Cape Town is one of the most congested cities in South Africa, with almost 90% of residents using the road network to get to work every day.
The metro wants to drastically reduce this number through sharpening up its public transport services and expanding them to previously underserved areas.
The city’s Urban Mobility Directorate recently held a panel discussion to mark the start of Transport Month this October, where it discussed its roadmap to quieter streets.
Public transport is the key
During the panel discussion, Cape Town management revealed its updated Comprehensive Integrated Transport Plan for 2024, detailing key points about the metro’s traffic situation.
As many as 89% of local commuters are road-based, as only 1% use passenger rail while another 10% simply walk to their destinations.
More than half of citizens (57.6%) use private cars while another 22.4% take minibus taxis, and 6.9% rely on a bus service.
According to city representatives, this distribution of commuters is unsustainable and expensive to maintain, both for the metro and for households.
The directorate noted that increasing road capacity is incredibly expensive and time-consuming, and it only provides temporary relief over the long term.
This is because building new roads available to all users incentivizes private car usage even further, and so it is only a matter of time before additional lanes and routes become just as clogged as the existing infrastructure, wrote CapeTownetc.
Rob Quintas, Cape Town’s Mayoral Committee Member for Urban Mobility, explained that the solution is to promote public transportation, but that it will be difficult to get people to make the transition.
‘The challenge is getting people onto public transport.
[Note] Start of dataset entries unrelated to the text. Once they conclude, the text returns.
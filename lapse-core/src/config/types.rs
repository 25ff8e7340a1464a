//! Configuration type definitions
//!
//! Defaults mirror the field-tested values of the first hardware revision.

use crate::input::DEFAULT_DEBOUNCE_MS;
use crate::params::Parameter;
use crate::time::Tick;

#[cfg(feature = "serde")]
use serde::{Deserialize, Serialize};

/// Widest row any supported panel has
pub const MAX_LCD_COLUMNS: usize = 20;

/// Narrowest row the menu labels fit in
pub const MIN_LCD_COLUMNS: u8 = 16;

/// Upper bound for any editable duration (24 h)
pub const MAX_DURATION_MS: Tick = 24 * 60 * 60 * 1000;

/// Which parameter set the menu exposes
#[derive(Debug, Clone, Copy, PartialEq, Eq, Default)]
#[cfg_attr(feature = "defmt", derive(defmt::Format))]
#[cfg_attr(feature = "serde", derive(Serialize, Deserialize))]
#[cfg_attr(feature = "serde", serde(rename_all = "snake_case"))]
pub enum Variant {
    /// Shoot forever: on/off time, wake flag, increment
    Basic,
    /// Bounded sessions with an enable switch and a live status page
    #[default]
    Extended,
}

impl Variant {
    /// Menu pages in MODE-button order
    pub fn modes(self) -> &'static [Parameter] {
        match self {
            Variant::Basic => &Parameter::BASIC_MODES,
            Variant::Extended => &Parameter::EXTENDED_MODES,
        }
    }

    /// Whether shots are gated by a bounded session
    pub fn has_sessions(self) -> bool {
        matches!(self, Variant::Extended)
    }
}

/// How UP/DOWN act on an on/off parameter
#[derive(Debug, Clone, Copy, PartialEq, Eq, Default)]
#[cfg_attr(feature = "defmt", derive(defmt::Format))]
#[cfg_attr(feature = "serde", derive(Serialize, Deserialize))]
#[cfg_attr(feature = "serde", serde(rename_all = "snake_case"))]
pub enum FlagPolicy {
    /// UP switches on, DOWN switches off; repeats are idempotent
    #[default]
    SetClear,
    /// UP and DOWN both flip the flag
    Toggle,
}

/// What happens to a shot that is in flight when the session runs out
#[derive(Debug, Clone, Copy, PartialEq, Eq, Default)]
#[cfg_attr(feature = "defmt", derive(defmt::Format))]
#[cfg_attr(feature = "serde", derive(Serialize, Deserialize))]
#[cfg_attr(feature = "serde", serde(rename_all = "snake_case"))]
pub enum SessionExpiryPolicy {
    /// Hold the relay until the shot's on-time completes
    #[default]
    FinishShot,
    /// Release the relay on the expiry tick
    AbortShot,
}

/// Durations, floors and step sizes (all in ms)
#[derive(Debug, Clone, Copy, PartialEq, Eq)]
#[cfg_attr(feature = "defmt", derive(defmt::Format))]
#[cfg_attr(feature = "serde", derive(Serialize, Deserialize))]
#[cfg_attr(feature = "serde", serde(default, deny_unknown_fields))]
pub struct TimingConfig {
    /// Relay hold per shot (ON TIME)
    pub shutter_hold_ms: Tick,
    /// Floor for ON TIME
    pub min_shutter_hold_ms: Tick,
    /// Gap from one shot's release to the next shot (OFF TIME)
    pub time_between_shots_ms: Tick,
    /// Floor for OFF TIME
    pub min_time_between_shots_ms: Tick,
    /// Length of the wake pulse
    pub wake_hold_ms: Tick,
    /// Lead time from wake pulse to shot
    pub wake_before_shot_ms: Tick,
    /// Step for ON/OFF TIME edits (INCREMENT)
    pub duration_increment_ms: Tick,
    /// Session length (SESSION TIME)
    pub session_duration_ms: Tick,
    /// Floor for SESSION TIME
    pub min_session_duration_ms: Tick,
    /// Step for SESSION TIME edits (SESSION INC)
    pub session_increment_ms: Tick,
}

impl Default for TimingConfig {
    fn default() -> Self {
        Self {
            shutter_hold_ms: 2300,
            min_shutter_hold_ms: 500,
            time_between_shots_ms: 2000,
            min_time_between_shots_ms: 500,
            wake_hold_ms: 100,
            wake_before_shot_ms: 3000,
            duration_increment_ms: 5000,
            session_duration_ms: 900_000,
            min_session_duration_ms: 60_000,
            session_increment_ms: 60_000,
        }
    }
}

/// Board wiring options
#[derive(Debug, Clone, Copy, PartialEq, Eq)]
#[cfg_attr(feature = "defmt", derive(defmt::Format))]
#[cfg_attr(feature = "serde", derive(Serialize, Deserialize))]
#[cfg_attr(feature = "serde", serde(default, deny_unknown_fields))]
pub struct HardwareConfig {
    /// 7-bit address of the LCD's PCF8574 backpack
    pub lcd_address: u8,
    /// Characters per LCD row
    pub lcd_columns: u8,
    /// Buttons read high when pressed
    pub buttons_active_high: bool,
    /// Relay closes on a high output
    pub relay_active_high: bool,
    /// Drive the wake pulse on the shutter relay line
    pub wake_on_relay: bool,
}

impl Default for HardwareConfig {
    fn default() -> Self {
        Self {
            lcd_address: 0x38,
            lcd_columns: 16,
            buttons_active_high: true,
            relay_active_high: true,
            wake_on_relay: true,
        }
    }
}

/// Complete controller configuration
#[derive(Debug, Clone, Copy, PartialEq, Eq)]
#[cfg_attr(feature = "defmt", derive(defmt::Format))]
#[cfg_attr(feature = "serde", derive(Serialize, Deserialize))]
#[cfg_attr(feature = "serde", serde(default, deny_unknown_fields))]
pub struct ControllerConfig {
    /// Feature set
    pub variant: Variant,
    /// UP/DOWN behaviour on flags
    pub flag_policy: FlagPolicy,
    /// In-flight shot handling at session end
    pub session_expiry: SessionExpiryPolicy,
    /// Minimum ms between accepted presses of one button
    pub debounce_ms: Tick,
    /// Timing defaults
    pub timing: TimingConfig,
    /// Wiring
    pub hardware: HardwareConfig,
}

impl Default for ControllerConfig {
    fn default() -> Self {
        Self {
            variant: Variant::default(),
            flag_policy: FlagPolicy::default(),
            session_expiry: SessionExpiryPolicy::default(),
            debounce_ms: DEFAULT_DEBOUNCE_MS,
            timing: TimingConfig::default(),
            hardware: HardwareConfig::default(),
        }
    }
}

/// Reasons a configuration is rejected
#[derive(Debug, Clone, Copy, PartialEq, Eq)]
#[cfg_attr(feature = "defmt", derive(defmt::Format))]
pub enum ConfigError {
    /// A default duration sits below its floor
    BelowFloor,
    /// A floor or step is zero, or a duration exceeds [`MAX_DURATION_MS`]
    DurationOutOfRange,
    /// LCD width outside 16..=20
    LcdColumns,
    /// LCD address outside the 7-bit range
    LcdAddress,
}

impl ControllerConfig {
    /// Basic variant with default timings
    pub fn basic() -> Self {
        Self {
            variant: Variant::Basic,
            ..Self::default()
        }
    }

    /// Extended variant with default timings
    pub fn extended() -> Self {
        Self {
            variant: Variant::Extended,
            ..Self::default()
        }
    }

    /// Check invariants the state machine relies on
    pub fn validate(&self) -> Result<(), ConfigError> {
        let t = &self.timing;

        let floors = [
            t.min_shutter_hold_ms,
            t.min_time_between_shots_ms,
            t.min_session_duration_ms,
            t.duration_increment_ms,
            t.session_increment_ms,
        ];
        if floors.iter().any(|&v| v == 0) {
            return Err(ConfigError::DurationOutOfRange);
        }

        let durations = [
            t.shutter_hold_ms,
            t.time_between_shots_ms,
            t.wake_hold_ms,
            t.wake_before_shot_ms,
            t.session_duration_ms,
        ];
        if durations.iter().any(|&v| v > MAX_DURATION_MS) {
            return Err(ConfigError::DurationOutOfRange);
        }

        if t.shutter_hold_ms < t.min_shutter_hold_ms
            || t.time_between_shots_ms < t.min_time_between_shots_ms
            || t.session_duration_ms < t.min_session_duration_ms
        {
            return Err(ConfigError::BelowFloor);
        }

        let cols = self.hardware.lcd_columns;
        if cols < MIN_LCD_COLUMNS || cols as usize > MAX_LCD_COLUMNS {
            return Err(ConfigError::LcdColumns);
        }

        if self.hardware.lcd_address > 0x7F {
            return Err(ConfigError::LcdAddress);
        }

        Ok(())
    }
}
This is our first strategy in combatting congestion,” he said.
“We need people on buses where the MyCiTi bus service operates with passenger rail as the backbone of public transport, as is the case elsewhere in the world. ”
Adding to this, Raymond Maseko, the Regional Manager of the Passenger Rail Agency of South Africa (Prasa), spoke about how a train could accommodate as many as 1,200 people, which could theoretically remove 1,200 single-occupant cars from the roads.
The city’s passenger rail service could ideally function at a rate of one train every 10 minutes, making a huge difference to congestion levels, reported the Cape Argus.
For reference, Prasa was running a train every 20 minutes along its southern corridor as of March 2024.
The agency has also been clamping down on cable theft, which is one of the biggest problems disrupting train operations not just in Cape Town, but across South Africa.
Another focus is Cape Town’s MyCiTi bus service, as the Mobility Directorate has several expansion projects in the works.
“Our commitment to getting more people to use public transport is by undertaking one of the largest infrastructure projects South Africa has seen in a very long time and that is the phase 2A or South East corridor expansion of the MyCiTi network,” said Quintas.
This expansion will run through areas like Khayelitsha, Mitchell’s Plain, Wynberg, and Claremont and is expected to assist with the transport needs of the city’s economically disadvantaged communities.
Management is also investing in electric buses and avenues for non-motorized transport such as new cycle lanes.
One thing that Cape Town is not currently considering is a congestion tax, which is a system used in some of the busiest cities in the world like London and Singapore.
Congestion taxes typically impose a fee on private cars that enter the CBD at peak hours, thereby discouraging road users in favour of public transport.
However, such a system will not be employed in Cape Town until its public transport services are at a point where they are a reasonable alternative for commuters.
“We can only charge congestion tax when public transport is at its optimum,” said Quintas.
“Until such time as a fully integrated and comprehensive public transport system is in place, it will not be fair to penalise single occupancy vehicles.”